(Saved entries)
BEGIN
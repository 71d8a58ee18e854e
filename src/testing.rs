//! A recording observer for tests.
//!
//! [`TestObserver`] is a cloneable handle over shared recorded state; the
//! observer half produced by [`TestObserver::observer`] is what gets
//! subscribed. Both are thread safe, so a test can subscribe on one thread
//! and wait for the terminal signal on another.
use std::{
  fmt::Debug,
  sync::{
    atomic::{AtomicUsize, Ordering},
    Arc, Condvar, Mutex, MutexGuard,
  },
  time::{Duration, Instant},
};

use crate::{
  disposable::{Disposable, DisposableSlot},
  error::protocol_violation,
  fusion::{BoxedFusedQueue, FusionMode},
  observer::{Observer, Upstream},
  util::lock_recover,
};

struct Record<Item, Err> {
  values: Vec<Item>,
  errors: Vec<Err>,
  completions: usize,
  subscriptions: usize,
  fusion_mode: FusionMode,
}

struct Shared<Item, Err> {
  record: Mutex<Record<Item, Err>>,
  terminated: Condvar,
  upstream: DisposableSlot,
  inside: AtomicUsize,
  max_inside: AtomicUsize,
}

impl<Item, Err> Shared<Item, Err> {
  fn record(&self) -> MutexGuard<'_, Record<Item, Err>> { lock_recover(&self.record) }

  fn enter(self: &Arc<Self>) -> EntryGuard<Item, Err> {
    let now = self.inside.fetch_add(1, Ordering::AcqRel) + 1;
    self.max_inside.fetch_max(now, Ordering::AcqRel);
    EntryGuard(self.clone())
  }
}

/// Counts one thread inside an observer method until dropped.
struct EntryGuard<Item, Err>(Arc<Shared<Item, Err>>);

impl<Item, Err> Drop for EntryGuard<Item, Err> {
  fn drop(&mut self) { self.0.inside.fetch_sub(1, Ordering::AcqRel); }
}

/// Handle to the values, errors and completions an observer received.
pub struct TestObserver<Item, Err> {
  shared: Arc<Shared<Item, Err>>,
}

impl<Item, Err> Clone for TestObserver<Item, Err> {
  fn clone(&self) -> Self { Self { shared: self.shared.clone() } }
}

impl<Item, Err> Default for TestObserver<Item, Err> {
  fn default() -> Self { Self::new() }
}

impl<Item, Err> TestObserver<Item, Err> {
  pub fn new() -> Self {
    Self {
      shared: Arc::new(Shared {
        record: Mutex::new(Record {
          values: Vec::new(),
          errors: Vec::new(),
          completions: 0,
          subscriptions: 0,
          fusion_mode: FusionMode::NONE,
        }),
        terminated: Condvar::new(),
        upstream: DisposableSlot::new(),
        inside: AtomicUsize::new(0),
        max_inside: AtomicUsize::new(0),
      }),
    }
  }

  /// The observer to subscribe. It asks its upstream for `mode` fusion and
  /// drives whatever mode it is granted.
  pub fn observer(&self, mode: FusionMode) -> TestSubscriber<Item, Err> {
    TestSubscriber { shared: self.shared.clone(), requested: mode, queue: None, sync: false }
  }

  pub fn dispose(&self) { self.shared.upstream.dispose() }

  pub fn is_disposed(&self) -> bool { self.shared.upstream.is_disposed() }

  pub fn value_count(&self) -> usize { self.shared.record().values.len() }

  pub fn error_count(&self) -> usize { self.shared.record().errors.len() }

  pub fn completions(&self) -> usize { self.shared.record().completions }

  pub fn is_terminated(&self) -> bool {
    let record = self.shared.record();
    record.completions > 0 || !record.errors.is_empty()
  }

  pub fn fusion_mode(&self) -> FusionMode { self.shared.record().fusion_mode }

  /// Most threads ever seen inside observer methods at the same time.
  pub fn max_concurrent_entries(&self) -> usize { self.shared.max_inside.load(Ordering::Acquire) }

  pub fn values(&self) -> Vec<Item>
  where
    Item: Clone,
  {
    self.shared.record().values.clone()
  }

  pub fn errors(&self) -> Vec<Err>
  where
    Err: Clone,
  {
    self.shared.record().errors.clone()
  }

  /// Runs `f` on the recorded values without cloning them.
  pub fn with_values<R>(&self, f: impl FnOnce(&[Item]) -> R) -> R { f(&self.shared.record().values) }

  /// Blocks until a terminal signal arrived or `timeout` elapsed; returns
  /// whether it arrived.
  pub fn await_terminal(&self, timeout: Duration) -> bool {
    let deadline = Instant::now() + timeout;
    let mut record = self.shared.record();
    while record.completions == 0 && record.errors.is_empty() {
      let now = Instant::now();
      if now >= deadline {
        return false;
      }
      record = match self.shared.terminated.wait_timeout(record, deadline - now) {
        Ok((guard, _)) => guard,
        Err(poisoned) => poisoned.into_inner().0,
      };
    }
    true
  }

  // ==================== Assertions ====================

  #[track_caller]
  pub fn assert_values(&self, expected: &[Item]) -> &Self
  where
    Item: PartialEq + Debug,
  {
    assert_eq!(self.shared.record().values.as_slice(), expected, "values differ");
    self
  }

  #[track_caller]
  pub fn assert_value_count(&self, expected: usize) -> &Self {
    assert_eq!(self.value_count(), expected, "value count differs");
    self
  }

  #[track_caller]
  pub fn assert_complete(&self) -> &Self {
    let record = self.shared.record();
    assert_eq!(record.completions, 1, "expected exactly one completion");
    assert!(record.errors.is_empty(), "expected no error, got {}", record.errors.len());
    self
  }

  #[track_caller]
  pub fn assert_not_complete(&self) -> &Self {
    assert_eq!(self.completions(), 0, "unexpected completion");
    self
  }

  #[track_caller]
  pub fn assert_error_count(&self, expected: usize) -> &Self {
    assert_eq!(self.error_count(), expected, "error count differs");
    self
  }

  #[track_caller]
  pub fn assert_no_errors(&self) -> &Self { self.assert_error_count(0) }

  /// Exactly one error, accepted by `check`.
  #[track_caller]
  pub fn assert_error(&self, check: impl FnOnce(&Err) -> bool) -> &Self {
    let record = self.shared.record();
    assert_eq!(record.errors.len(), 1, "expected exactly one error");
    assert_eq!(record.completions, 0, "completion after an error");
    assert!(check(&record.errors[0]), "error rejected by the check");
    self
  }

  #[track_caller]
  pub fn assert_subscribed(&self) -> &Self {
    assert_eq!(self.shared.record().subscriptions, 1, "expected exactly one on_subscribe");
    self
  }

  #[track_caller]
  pub fn assert_fusion_mode(&self, expected: FusionMode) -> &Self {
    assert_eq!(self.fusion_mode(), expected, "fusion mode differs");
    self
  }

  /// Observer methods were never entered by two threads at once.
  #[track_caller]
  pub fn assert_serialized(&self) -> &Self {
    assert!(self.max_concurrent_entries() <= 1, "observer entered concurrently");
    self
  }
}

/// The subscribed half of a [`TestObserver`].
pub struct TestSubscriber<Item, Err> {
  shared: Arc<Shared<Item, Err>>,
  requested: FusionMode,
  queue: Option<BoxedFusedQueue<Item, Err>>,
  sync: bool,
}

impl<Item: Send, Err: Send> TestSubscriber<Item, Err> {
  fn push_error(&self, err: Err) {
    self.shared.record().errors.push(err);
    self.shared.terminated.notify_all();
  }

  fn push_complete(&self) {
    self.shared.record().completions += 1;
    self.shared.terminated.notify_all();
  }

  /// Polls the fused queue dry. In `SYNC` mode an empty poll completes.
  fn poll_queue(&mut self) {
    let Some(queue) = self.queue.as_mut() else { return };
    loop {
      if self.shared.upstream.is_disposed() {
        queue.clear();
        return;
      }
      match queue.try_poll() {
        Ok(Some(v)) => self.shared.record().values.push(v),
        Ok(None) => {
          if self.sync {
            self.queue = None;
            self.push_complete();
          }
          return;
        }
        Err(err) => {
          self.queue = None;
          self.push_error(err);
          return;
        }
      }
    }
  }
}

impl<Item: Send, Err: Send> Observer<Item, Err> for TestSubscriber<Item, Err> {
  fn on_subscribe(&mut self, mut upstream: Upstream<Item, Err>) {
    let _entry = self.shared.enter();
    {
      let mut record = self.shared.record();
      record.subscriptions += 1;
      if record.subscriptions > 1 {
        drop(record);
        protocol_violation("on_subscribe called twice");
        upstream.dispose();
        return;
      }
    }
    let fused = if self.requested.is_none() { None } else { upstream.take_fusion() };
    self.shared.upstream.set_once(Box::new(upstream.disposable().clone()));
    if let Some(mut queue) = fused {
      let mode = queue.request_fusion(self.requested);
      self.shared.record().fusion_mode = mode;
      if mode == FusionMode::SYNC {
        self.sync = true;
        self.queue = Some(queue);
        self.poll_queue();
      } else if mode == FusionMode::ASYNC {
        self.queue = Some(queue);
      }
    }
  }

  fn next(&mut self, value: Item) {
    let _entry = self.shared.enter();
    self.shared.record().values.push(value);
  }

  fn next_available(&mut self) {
    let _entry = self.shared.enter();
    self.poll_queue();
  }

  fn error(&mut self, err: Err) {
    let _entry = self.shared.enter();
    self.poll_queue();
    self.queue = None;
    self.push_error(err);
  }

  fn complete(&mut self) {
    let _entry = self.shared.enter();
    self.poll_queue();
    self.queue = None;
    self.push_complete();
  }
}

#[cfg(test)]
mod tests {
  use std::thread;

  use super::*;
  use crate::observable::{create, from_iter, ObservableExt};

  #[rxcore_macro::test]
  fn records_everything() {
    let test = from_iter::<_, ()>(vec!["a", "b"]).test();
    test.assert_subscribed().assert_values(&["a", "b"]).assert_complete().assert_serialized();
    assert!(test.is_terminated());
  }

  #[rxcore_macro::test]
  fn await_terminal_times_out() {
    let test = crate::observable::never::<i32, ()>().test();
    assert!(!test.await_terminal(Duration::from_millis(10)));
  }

  #[rxcore_macro::test]
  fn await_terminal_across_threads() {
    let test = create::<_, i32, ()>(|mut emitter| {
      thread::spawn(move || {
        thread::sleep(Duration::from_millis(10));
        emitter.next(7);
        emitter.complete();
      });
    })
    .test();
    assert!(test.await_terminal(Duration::from_secs(5)));
    test.assert_values(&[7]).assert_complete();
  }

  #[rxcore_macro::test]
  fn drives_sync_fusion_while_counting_entries() {
    let test = from_iter::<_, ()>(vec![1, 2, 3]).test_fused(FusionMode::SYNC);
    test
      .assert_fusion_mode(FusionMode::SYNC)
      .assert_values(&[1, 2, 3])
      .assert_complete()
      .assert_serialized();
    assert_eq!(test.max_concurrent_entries(), 1);
  }

  #[rxcore_macro::test]
  #[should_panic(expected = "values differ")]
  fn assert_values_mismatch_panics() {
    from_iter::<_, ()>(vec![1]).test().assert_values(&[2]);
  }
}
END
What the exercise asks: Return exactly, and only, the lines above starting at the line that contains "drop(record);" and ending at the line that contains "()>(vec![1, 2, 3]).test_fused(FusionMode::SYNC);".

Answer box:
        drop(record);
        protocol_violation("on_subscribe called twice");
        upstream.dispose();
        return;
      }
    }
    let fused = if self.requested.is_none() { None } else { upstream.take_fusion() };
    self.shared.upstream.set_once(Box::new(upstream.disposable().clone()));
    if let Some(mut queue) = fused {
      let mode = queue.request_fusion(self.requested);
      self.shared.record().fusion_mode = mode;
      if mode == FusionMode::SYNC {
        self.sync = true;
        self.queue = Some(queue);
        self.poll_queue();
      } else if mode == FusionMode::ASYNC {
        self.queue = Some(queue);
      }
    }
  }

  fn next(&mut self, value: Item) {
    let _entry = self.shared.enter();
    self.shared.record().values.push(value);
  }

  fn next_available(&mut self) {
    let _entry = self.shared.enter();
    self.poll_queue();
  }

  fn error(&mut self, err: Err) {
    let _entry = self.shared.enter();
    self.poll_queue();
    self.queue = None;
    self.push_error(err);
  }

  fn complete(&mut self) {
    let _entry = self.shared.enter();
    self.poll_queue();
    self.queue = None;
    self.push_complete();
  }
}

#[cfg(test)]
mod tests {
  use std::thread;

  use super::*;
  use crate::observable::{create, from_iter, ObservableExt};

  #[rxcore_macro::test]
  fn records_everything() {
    let test = from_iter::<_, ()>(vec!["a", "b"]).test();
    test.assert_subscribed().assert_values(&["a", "b"]).assert_complete().assert_serialized();
    assert!(test.is_terminated());
  }

  #[rxcore_macro::test]
  fn await_terminal_times_out() {
    let test = crate::observable::never::<i32, ()>().test();
    assert!(!test.await_terminal(Duration::from_millis(10)));
  }

  #[rxcore_macro::test]
  fn await_terminal_across_threads() {
    let test = create::<_, i32, ()>(|mut emitter| {
      thread::spawn(move || {
        thread::sleep(Duration::from_millis(10));
        emitter.next(7);
        emitter.complete();
      });
    })
    .test();
    assert!(test.await_terminal(Duration::from_secs(5)));
    test.assert_values(&[7]).assert_complete();
  }

  #[rxcore_macro::test]
  fn drives_sync_fusion_while_counting_entries() {
    let test = from_iter::<_, ()>(vec![1, 2, 3]).test_fused(FusionMode::SYNC);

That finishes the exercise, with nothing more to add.